Textes pour le mois de October 2005

Face à la crue

de Thomas le Monday 24 October 2005

Marée haute sur les trottoirs de Liège. La rue empeste le désinfectant. Les raclettes virevoltent sur le seuil des commerces endormis. Mes pas éclaboussent l’aurore, enlevant sa poésie, souillant la pureté des heures matinales.

Le ballet moutonnier des étudiants en marche n’a pas encore commencé. Assault on Magnus*. Mes jambes prennent leur envol pour une destination inconnue. Seul, je traverse la ville et atterris dans un troquet dépeuplé. Je repense au flux et reflux des marées poisseuses et pestilentielles qui submergent de leur âcre odeur la douceur olfactive du pain chaud.

Observant les premiers adolescents passer, je comprends enfin pourquoi la plupart s’affuble de ces horribles gilets de sauvetages aux ternes coloris qui font la mode d’hier et d’aujourd’hui.

* BO Anyway the wind blows

Citation

de Thomas le Thursday 6 October 2005

“Un instituteur a davantage de pouvoir de changer la vie qu’un politicien.” Jaco Van Dormael

Progrès

de Thomas le Thursday 6 October 2005

Prenant en compte l’esseulement certain qui me caractérise, je tente de discerner les comportements animaliers des individus qui peuplent la cafétéria de mon école.Cette dernière se compose d’une dizaine de sections comportant environs 200 étudiants. Et tous se connaissent. Et tous s’embrassent pour se saluer. Et tous s’interpellent.

Moi, je ne connais que la dizaine de personnes qui forme ma classe. C’est déjà pas mal – je trouve – il fut un temps où je hantais littéralement l’établissement scolaire. J’étais un fantôme qui se nourrissait exclusivement des creux laissés par des relations inexistantes.

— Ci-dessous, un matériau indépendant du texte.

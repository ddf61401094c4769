/*
 * keysel - shellexpand.rs
 *
 * Copyright 2017 Manos Pitsidianakis
 *
 * This file is part of keysel.
 *
 * keysel is free software: you can redistribute it and/or modify
 * it under the terms of the GNU General Public License as published by
 * the Free Software Foundation, either version 3 of the License, or
 * (at your option) any later version.
 *
 * keysel is distributed in the hope that it will be useful,
 * but WITHOUT ANY WARRANTY; without even the implied warranty of
 * MERCHANTABILITY or FITNESS FOR A PARTICULAR PURPOSE.  See the
 * GNU General Public License for more details.
 *
 * You should have received a copy of the GNU General Public License
 * along with keysel. If not, see <http://www.gnu.org/licenses/>.
 */

//! A `ShellExpandTrait` to expand paths like a shell.

use std::path::{Path, PathBuf};

pub trait ShellExpandTrait {
    /// Expand a leading `~` and `$VARIABLE` components.
    ///
    /// Returns an empty path if `~` is used without `$HOME` set, or if the
    /// path is not valid UTF-8.
    fn expand(&self) -> PathBuf;
}

impl ShellExpandTrait for Path {
    fn expand(&self) -> PathBuf {
        let mut ret = PathBuf::new();
        for c in self.components() {
            let c_to_str = c.as_os_str().to_str();
            match c_to_str {
                Some("~") => {
                    if let Ok(home_dir) = std::env::var("HOME") {
                        ret.push(home_dir)
                    } else {
                        return PathBuf::new();
                    }
                }
                Some(var) if var.starts_with('$') => {
                    let env_name = var.split_at(1).1;
                    if !env_name.is_empty()
                        && env_name
                            .chars()
                            .all(|c| c.is_ascii_uppercase() || c.is_ascii_digit() || c == '_')
                    {
                        ret.push(std::env::var(env_name).unwrap_or_default());
                    } else {
                        ret.push(c);
                    }
                }
                Some(_) => {
                    ret.push(c);
                }
                None => {
                    /* path is invalid */
                    return PathBuf::new();
                }
            }
        }
        ret
    }
}

impl ShellExpandTrait for str {
    fn expand(&self) -> PathBuf {
        Path::new(self).expand()
    }
}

Aujourd’hui je suis un spectre, nullement craint mais qu’on observe avec inquiétude.

Shopping

de Thomas le Monday 3 October 2005

Je vais enfin pouvoir retraverser la ville sans ce mal qui corrompt mon ventre. Un nouveau lecteur mp3 remplace désormais celui qui s’est envolé avec les cambrioleurs. Dans mes oreilles : Babyshambles, The Editors, BRMC, Alec Empire, Arcade Fire et 13&God.

Le biscuit

de Thomas le Monday 3 October 2005

Le bourdonnement s’amplifie. Ils parlent de voyage de fin d’études, d’un voyage « obligatoire ». Comment peut-on obliger quelqu’un à voyager ? Comment contraindre quelqu’un à dépenser 300 € pour rejoindre une destination qu’il n’a même pas choisi ?

Alors il se lève sous le regard fiévreux des observateurs et referme la porte derrière lui. Il s’enfuit, loin. Il passe devant une Fnac bondée. Harry Potter a réuni tous ceux qui n’ont rien d’autre à faire que de pester dans une file qui de toute façon ne sert à rien vu que dans quelques heures tout le monde pourra posséder le livre, faire corps avec les mots comme s’ils n’avaient été écrits que pour lui. Et puis, dans cette file, personne ne le lira avant ce soir.

Il reste quelques secondes à dévisager ces pauvres futurs lecteurs transis par le froid et là, il comprend que jamais il ne sera capable de concocter un best-seller, une série de best-seller et encore moins de lancer un phénomène mondial ou presque. Alors il entre dans une galerie commerciale, s’assied à la table d’un bistrot commercial pour avaler un café commercial.

L’usine du quotidien. Quarante-trois tables, quatre-vingt-six chaises, douze tabourets, trois personnes – dont lui – disséminées aux places géométriquement les plus éloignées, formant ainsi un triangle isocèle parfait, figure allégorique de l’isolement.

Le café est mauvais. Il a l’ordinaire goût du lundi matin. Avril Lavigne résonne dans la galerie déserte. Infect goût du lundi matin.

Le sucre éparpillé, la capsule de lait comprimé éventrée, la tasse vide, le cendrier plein, reste devant lui le fameux biscuit lyophilisé moitié chocolat. Le même biscuit que les aïeux enfouissent dans leurs sacs après avoir jeté un coup d’œil inquiet au serveur, avec un léger sentiment de maraudeur. Le même biscuit qui sera servi mercredi après-midi aux petits-enfants, pas assez vieux que pour ne plus rendre visite à leur chère âme en perdition imbibée de vieille liqueur.

Lui, il n’a pour ainsi dire aucun grand-père et aucune grand-mère. Sa mère est une enfant du juge. Son père est un enfant de la rue. Ils s’en portent très bien ainsi. Il s’en porte très bien aussi. Il a échappé aux biscuits lyophilisés moitié chocolat du mercredi après midi.